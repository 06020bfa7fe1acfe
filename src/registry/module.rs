//! Registered modules and their callable attributes.

use std::collections::BTreeMap;
use std::fmt;
use std::sync::{Arc, Mutex};

use serde_json::Value;

type CallableFn = dyn Fn(&[Value]) -> anyhow::Result<Value> + Send + Sync;
type Initializer = dyn Fn() -> anyhow::Result<()> + Send + Sync;

/// A named function or constructor exposed by a [`Module`].
#[derive(Clone)]
pub struct Callable {
    name: String,
    func: Arc<CallableFn>,
}

impl Callable {
    pub fn new<F>(name: impl Into<String>, func: F) -> Self
    where
        F: Fn(&[Value]) -> anyhow::Result<Value> + Send + Sync + 'static,
    {
        Self {
            name: name.into(),
            func: Arc::new(func),
        }
    }

    /// Fully qualified name, e.g. `app.io.write_log`.
    pub fn name(&self) -> &str {
        &self.name
    }

    pub fn call(&self, args: &[Value]) -> anyhow::Result<Value> {
        (self.func)(args)
    }

    /// Call with no arguments, the way lifecycle tasks are run.
    pub fn invoke(&self) -> anyhow::Result<Value> {
        self.call(&[])
    }
}

impl fmt::Debug for Callable {
    fn fmt(&self, f: &mut fmt::Formatter<'_>) -> fmt::Result {
        f.debug_struct("Callable").field("name", &self.name).finish()
    }
}

/// A statically registered module: a dotted path, its attributes, and an
/// optional initializer that runs on first load.
pub struct Module {
    path: String,
    attrs: BTreeMap<String, Callable>,
    init: Option<Box<Initializer>>,
    initialized: Mutex<bool>,
}

impl Module {
    pub fn new(path: impl Into<String>) -> Self {
        Self {
            path: path.into(),
            attrs: BTreeMap::new(),
            init: None,
            initialized: Mutex::new(false),
        }
    }

    /// Add a function attribute.
    pub fn with_function<F>(mut self, name: &str, func: F) -> Self
    where
        F: Fn(&[Value]) -> anyhow::Result<Value> + Send + Sync + 'static,
    {
        let qualified = format!("{}.{}", self.path, name);
        self.attrs.insert(name.to_string(), Callable::new(qualified, func));
        self
    }

    /// Add a no-argument task attribute.
    pub fn with_task<F>(self, name: &str, task: F) -> Self
    where
        F: Fn() -> anyhow::Result<()> + Send + Sync + 'static,
    {
        self.with_function(name, move |_| task().map(|()| Value::Null))
    }

    /// Set the code that runs the first time this module is loaded.
    pub fn with_initializer<F>(mut self, init: F) -> Self
    where
        F: Fn() -> anyhow::Result<()> + Send + Sync + 'static,
    {
        self.init = Some(Box::new(init));
        self
    }

    pub fn path(&self) -> &str {
        &self.path
    }

    pub fn attr(&self, name: &str) -> Option<Callable> {
        self.attrs.get(name).cloned()
    }

    pub fn attr_names(&self) -> impl Iterator<Item = &str> {
        self.attrs.keys().map(String::as_str)
    }

    pub fn is_initialized(&self) -> bool {
        *self.initialized.lock().unwrap_or_else(|e| e.into_inner())
    }

    /// Run the initializer unless it already succeeded.
    ///
    /// The lock is held while the initializer runs, so concurrent loaders wait
    /// for it. A failed initializer leaves the module uninitialized.
    pub(crate) fn ensure_initialized(&self) -> anyhow::Result<()> {
        let mut initialized = self.initialized.lock().unwrap_or_else(|e| e.into_inner());
        if *initialized {
            return Ok(());
        }
        if let Some(init) = &self.init {
            tracing::debug!(module = %self.path, "Initializing module");
            init()?;
        }
        *initialized = true;
        Ok(())
    }
}

impl fmt::Debug for Module {
    fn fmt(&self, f: &mut fmt::Formatter<'_>) -> fmt::Result {
        f.debug_struct("Module")
            .field("path", &self.path)
            .field("attrs", &self.attrs.keys().collect::<Vec<_>>())
            .field("initialized", &self.is_initialized())
            .finish()
    }
}

#[cfg(test)]
mod tests {
    use super::*;
    use std::sync::atomic::{AtomicUsize, Ordering};

    #[test]
    fn test_function_receives_args() {
        let module = Module::new("app.math").with_function("add", |args| {
            let sum: i64 = args.iter().filter_map(Value::as_i64).sum();
            Ok(Value::from(sum))
        });
        let add = module.attr("add").unwrap();
        assert_eq!(add.name(), "app.math.add");
        assert_eq!(add.call(&[Value::from(2), Value::from(3)]).unwrap(), Value::from(5));
        assert!(module.attr("sub").is_none());
    }

    #[test]
    fn test_task_returns_null() {
        let module = Module::new("app.tasks").with_task("noop", || Ok(()));
        assert_eq!(module.attr("noop").unwrap().invoke().unwrap(), Value::Null);
    }

    #[test]
    fn test_initializer_retries_until_success() {
        let attempts = Arc::new(AtomicUsize::new(0));
        let counter = attempts.clone();
        let module = Module::new("flaky").with_initializer(move || {
            if counter.fetch_add(1, Ordering::SeqCst) == 0 {
                anyhow::bail!("first attempt fails");
            }
            Ok(())
        });

        assert!(module.ensure_initialized().is_err());
        assert!(!module.is_initialized());
        module.ensure_initialized().unwrap();
        module.ensure_initialized().unwrap();
        assert!(module.is_initialized());
        assert_eq!(attempts.load(Ordering::SeqCst), 2);
    }
}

:::

Problem requirements: Up to and including the line with "attributes, and an", print every line of the records from the start.

Written solution:
repository 06020bfa7fe1acfe
filename src/registry/module.rs
//! Registered modules and their callable attributes.

use std::collections::BTreeMap;
use std::fmt;
use std::sync::{Arc, Mutex};

use serde_json::Value;

type CallableFn = dyn Fn(&[Value]) -> anyhow::Result<Value> + Send + Sync;
type Initializer = dyn Fn() -> anyhow::Result<()> + Send + Sync;

/// A named function or constructor exposed by a [`Module`].
#[derive(Clone)]
pub struct Callable {
    name: String,
    func: Arc<CallableFn>,
}

impl Callable {
    pub fn new<F>(name: impl Into<String>, func: F) -> Self
    where
        F: Fn(&[Value]) -> anyhow::Result<Value> + Send + Sync + 'static,
    {
        Self {
            name: name.into(),
            func: Arc::new(func),
        }
    }

    /// Fully qualified name, e.g. `app.io.write_log`.
    pub fn name(&self) -> &str {
        &self.name
    }

    pub fn call(&self, args: &[Value]) -> anyhow::Result<Value> {
        (self.func)(args)
    }

    /// Call with no arguments, the way lifecycle tasks are run.
    pub fn invoke(&self) -> anyhow::Result<Value> {
        self.call(&[])
    }
}

impl fmt::Debug for Callable {
    fn fmt(&self, f: &mut fmt::Formatter<'_>) -> fmt::Result {
        f.debug_struct("Callable").field("name", &self.name).finish()
    }
}

/// A statically registered module: a dotted path, its attributes, and an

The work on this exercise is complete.